When Art Young published his political cartoon titled Poisoned at the Source (above) in the July 1913 issue of The Masses, The Associated Press sued him for libel. Born January 14, 1866, Art Young fought against the establishment at every turn, taking on the compliant media that Young saw assisting capitalism in its oppression of the people. Young married his passion for justice with his passion for art at a young age. After looking at a book illustrated by Gustave Dore, Young decided to become an illustrator himself, eventually studying at the Art Students League of New York, where he may have encountered several of the members of what later became known as the Ashcan School. Whereas the Ashcan School artists sought to depict the new urban existence of big American cities such as New York at the beginning of the twentieth century, and some of those artists, such as John Sloan and George Bellows dabbled in what could be called Socialism, none of them took their art as far left politically as Young. Sloan, the art director of The Masses, left over the ideological breach. "To me this magazine exists for socialism,” Young then said of The Masses. “That's why I give my drawings to it, anybody who doesn't believe in a socialist policy, as far as I go, can get out." Young believed in The Masses as an antidote to the “poison” spread by the AP and other mainstream media outlets.
Young truly saw the battle for social justice as a religious crusade. “I think we have the true religion,” Young told an interviewer in 1940 in his defense of his Socialism. “If only the crusade would take on more converts. But faith, like the faith they talk about in the churches, is ours and the goal is not unlike theirs, in that we want the same objectives but want it here on earth and not in the sky when we die.” In A Compulsory Religion (above, from 1912), Young portrays capitalism as the great god mammon, before whom the masses must bow out of fear of poverty and sickness. It’s amazing that we face the same concerns today, nearly a century later, as health care and bankruptcy haunt Americans as the twin specters of economic recession. Young uses amazingly deep blacks to depict the dark mood and ever-present fears of the people, whom he dwarfs before the gluttonous, grotesque god of greed. Although surrounded by the Impressionist-influenced Ashcan School artists, Young instead approaches the techniques of the German Expressionists in visually plumbing the depths of the collective American psyche.

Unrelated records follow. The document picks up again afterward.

//! Durable ban storage
//!
//! This module owns the durable lifetime of all ban entities. State is held
//! in concurrent maps and flushed to a single YAML document per save, so a
//! multi-entity save lands all together or not at all.

use crate::STORE_TARGET;
use crate::ban::{BanError, BanRecord, BanResult, BanState, LegacyBanRow, PlayerRecord, normalize_name};
use dashmap::DashMap;
use serde::{Deserialize, Serialize};
use std::path::{Path, PathBuf};
use std::sync::atomic::{AtomicBool, Ordering};
use tracing::info;

/// Main store file, one whole-store YAML document
const STORE_FILE: &str = "bans.yaml";
/// Pre-upgrade flat schema rows; read-only input to migration
const LEGACY_FILE: &str = "legacy_bans.yaml";

/// On-disk shape of the store
#[derive(Debug, Default, Serialize, Deserialize)]
struct StoreState {
    /// Set once the legacy schema migration has completed
    schema_upgraded: bool,
    players: Vec<PlayerRecord>,
    bans: Vec<BanRecord>,
}

/// Durable storage for player identities and ban records
pub struct BanStore {
    data_dir: PathBuf,
    /// Map of normalized player name -> identity record
    players: DashMap<String, PlayerRecord>,
    /// Map of ban id -> ban record
    bans: DashMap<String, BanRecord>,
    /// Legacy rows loaded at open time; never written back
    legacy: Vec<LegacyBanRow>,
    upgraded: AtomicBool,
}

impl BanStore {
    /// Open the store rooted at `data_dir`, loading any existing state and
    /// legacy rows. A missing file is an empty store, not an error.
    ///
    /// # Errors
    /// Returns a `Storage` error if a store file exists but cannot be read
    /// or parsed.
    pub async fn open(data_dir: impl Into<PathBuf>) -> BanResult<Self> {
        let data_dir = data_dir.into();

        let state = match Self::read_yaml::<StoreState>(&data_dir.join(STORE_FILE)).await? {
            Some(state) => state,
            None => StoreState::default(),
        };
        let legacy = Self::read_yaml::<Vec<LegacyBanRow>>(&data_dir.join(LEGACY_FILE))
            .await?
            .unwrap_or_default();

        let store = Self {
            data_dir,
            players: DashMap::new(),
            bans: DashMap::new(),
            legacy,
            upgraded: AtomicBool::new(state.schema_upgraded),
        };
        for player in state.players {
            store.players.insert(player.key(), player);
        }
        for ban in state.bans {
            store.bans.insert(ban.id.clone(), ban);
        }

        info!(
            target: STORE_TARGET,
            players = store.players.len(),
            bans = store.bans.len(),
            legacy_rows = store.legacy.len(),
            upgraded = store.is_upgraded(),
            "Ban store opened"
        );

        Ok(store)
    }

    async fn read_yaml<T: serde::de::DeserializeOwned>(path: &Path) -> BanResult<Option<T>> {
        match tokio::fs::read_to_string(path).await {
            Ok(contents) => Ok(Some(serde_yaml::from_str(&contents)?)),
            Err(err) if err.kind() == std::io::ErrorKind::NotFound => Ok(None),
            Err(err) => Err(err.into()),
        }
    }

    /// Whether the one-shot legacy migration has already completed
    pub fn is_upgraded(&self) -> bool {
        self.upgraded.load(Ordering::SeqCst)
    }

    /// Rows from the pre-upgrade flat schema
    pub fn legacy_rows(&self) -> &[LegacyBanRow] {
        &self.legacy
    }

    /// Find the identity record for a player, if one exists
    pub fn find_player(&self, name: &str) -> Option<PlayerRecord> {
        self.players
            .get(&normalize_name(name))
            .map(|entry| entry.value().clone())
    }

    /// Find or create the identity record for a player. The stored record
    /// keeps the case of the first reference.
    pub fn upsert_player(&self, name: &str) -> PlayerRecord {
        self.players
            .entry(normalize_name(name))
            .or_insert_with(|| PlayerRecord::new(name))
            .value()
            .clone()
    }

    /// Get a ban record by id
    pub fn get_ban(&self, id: &str) -> Option<BanRecord> {
        self.bans.get(id).map(|entry| entry.value().clone())
    }

    /// All ban records matching a predicate
    pub fn bans_where(&self, predicate: impl Fn(&BanRecord) -> bool) -> Vec<BanRecord> {
        self.bans
            .iter()
            .filter(|entry| predicate(entry.value()))
            .map(|entry| entry.value().clone())
            .collect()
    }

    /// Full ban history for a player, ordered by creation time ascending
    pub fn bans_for(&self, subject: &str) -> Vec<BanRecord> {
        let key = normalize_name(subject);
        let mut bans = self.bans_where(|ban| ban.subject_key() == key);
        bans.sort_by_key(|ban| ban.created_at);
        bans
    }

    /// The ban currently in state Active for a player, if any
    pub fn active_ban_for(&self, subject: &str) -> Option<BanRecord> {
        let key = normalize_name(subject);
        self.bans
            .iter()
            .find(|entry| {
                entry.value().state == BanState::Active && entry.value().subject_key() == key
            })
            .map(|entry| entry.value().clone())
    }

    /// Total number of ban records on file
    pub fn count_bans(&self) -> usize {
        self.bans.len()
    }

    /// All ban records
    pub fn all_bans(&self) -> Vec<BanRecord> {
        self.bans.iter().map(|entry| entry.value().clone()).collect()
    }

    /// Persist a new ban together with both player identities as a single
    /// atomic unit.
    ///
    /// # Errors
    /// Returns a `Storage` error if the flush fails; in that case the
    /// in-memory maps are rolled back and nothing is applied.
    pub async fn save_ban(&self, subject: &str, issuer: &str, ban: BanRecord) -> BanResult<()> {
        let inserted_subject = self.insert_player_if_absent(subject);
        let inserted_issuer = self.insert_player_if_absent(issuer);
        let ban_id = ban.id.clone();
        self.bans.insert(ban_id.clone(), ban);

        if let Err(err) = self.flush().await {
            self.bans.remove(&ban_id);
            if let Some(key) = inserted_subject {
                self.players.remove(&key);
            }
            if let Some(key) = inserted_issuer {
                self.players.remove(&key);
            }
            return Err(err);
        }
        Ok(())
    }

    /// Persist an updated ban record, replacing the stored version.
    ///
    /// # Errors
    /// Returns `NotFound` if no record with that id exists, or a `Storage`
    /// error if the flush fails (the previous version is restored).
    pub async fn update_ban(&self, ban: BanRecord) -> BanResult<()> {
        let previous = match self.bans.get(&ban.id) {
            Some(entry) => entry.value().clone(),
            None => return Err(BanError::NotFound(ban.id.clone())),
        };
        self.bans.insert(ban.id.clone(), ban.clone());

        if let Err(err) = self.flush().await {
            self.bans.insert(ban.id.clone(), previous);
            return Err(err);
        }
        Ok(())
    }

    /// Persist a full migration batch and mark the schema upgraded, all in
    /// one flush. Used exactly once by the migration engine.
    ///
    /// # Errors
    /// Returns a `Storage` error if the flush fails; the batch and the
    /// upgraded flag are rolled back together.
    pub async fn save_migration_batch(
        &self,
        players: Vec<PlayerRecord>,
        bans: Vec<BanRecord>,
    ) -> BanResult<()> {
        let mut inserted_players = Vec::new();
        for player in players {
            if let Some(key) = self.insert_player_if_absent(&player.name) {
                inserted_players.push(key);
            }
        }
        let inserted_bans: Vec<String> = bans.iter().map(|ban| ban.id.clone()).collect();
        for ban in bans {
            self.bans.insert(ban.id.clone(), ban);
        }
        self.upgraded.store(true, Ordering::SeqCst);

        if let Err(err) = self.flush().await {
            self.upgraded.store(false, Ordering::SeqCst);
            for id in &inserted_bans {
                self.bans.remove(id);
            }
            for key in &inserted_players {
                self.players.remove(key);
            }
            return Err(err);
        }
        Ok(())
    }

    fn insert_player_if_absent(&self, name: &str) -> Option<String> {
        let key = normalize_name(name);
        match self.players.entry(key.clone()) {
            dashmap::mapref::entry::Entry::Occupied(_) => None,
            dashmap::mapref::entry::Entry::Vacant(entry) => {
                entry.insert(PlayerRecord::new(name));
                Some(key)
            }
        }
    }

    /// Write the whole store state out as one document. The temp-then-rename
    /// dance keeps a crashed write from clobbering the previous state.
    async fn flush(&self) -> BanResult<()> {
        tokio::fs::create_dir_all(&self.data_dir).await?;

        let state = StoreState {
            schema_upgraded: self.is_upgraded(),
            players: self.players.iter().map(|e| e.value().clone()).collect(),
            bans: self.all_bans(),
        };
        let yaml = serde_yaml::to_string(&state)?;

        let path = self.data_dir.join(STORE_FILE);
        let tmp = self.data_dir.join(format!("{STORE_FILE}.tmp"));
        tokio::fs::write(&tmp, yaml).await?;
        tokio::fs::rename(&tmp, &path).await?;
        Ok(())
    }
}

I find Young’s illustrations still fresh and relevant today. Although he points to specific concerns of his time, those concerns still remain with us as long as social and economic injustice reigns. The timelessness of Young’s crusade coincides with the eternal message of Christianity in Young’s He Stirreth Up the People (above, from 1914). For Young, Jesus is “The Workingman of Nazareth” speaking to other workers to stand up for their rights. Here is Jesus the community organizer and rabble rouser causing trouble who refuses to be silenced. The U.S. Government tried to silence Young and The Masses in 1918 under the Espionage Act, claiming that Young’s anti-war comics interfered with the draft for World War I. The charges were eventually dropped, but The Masses ceased publication soon after. Young, however, continued to stir up trouble in other publications, practicing his personal brand of Christianity that placed the Beatitudes over the Ten Commandments. “Blessed are they which do hunger and thirst after righteousness: for they shall be filled,” said Jesus. Art Young lived those words and drew them until the end.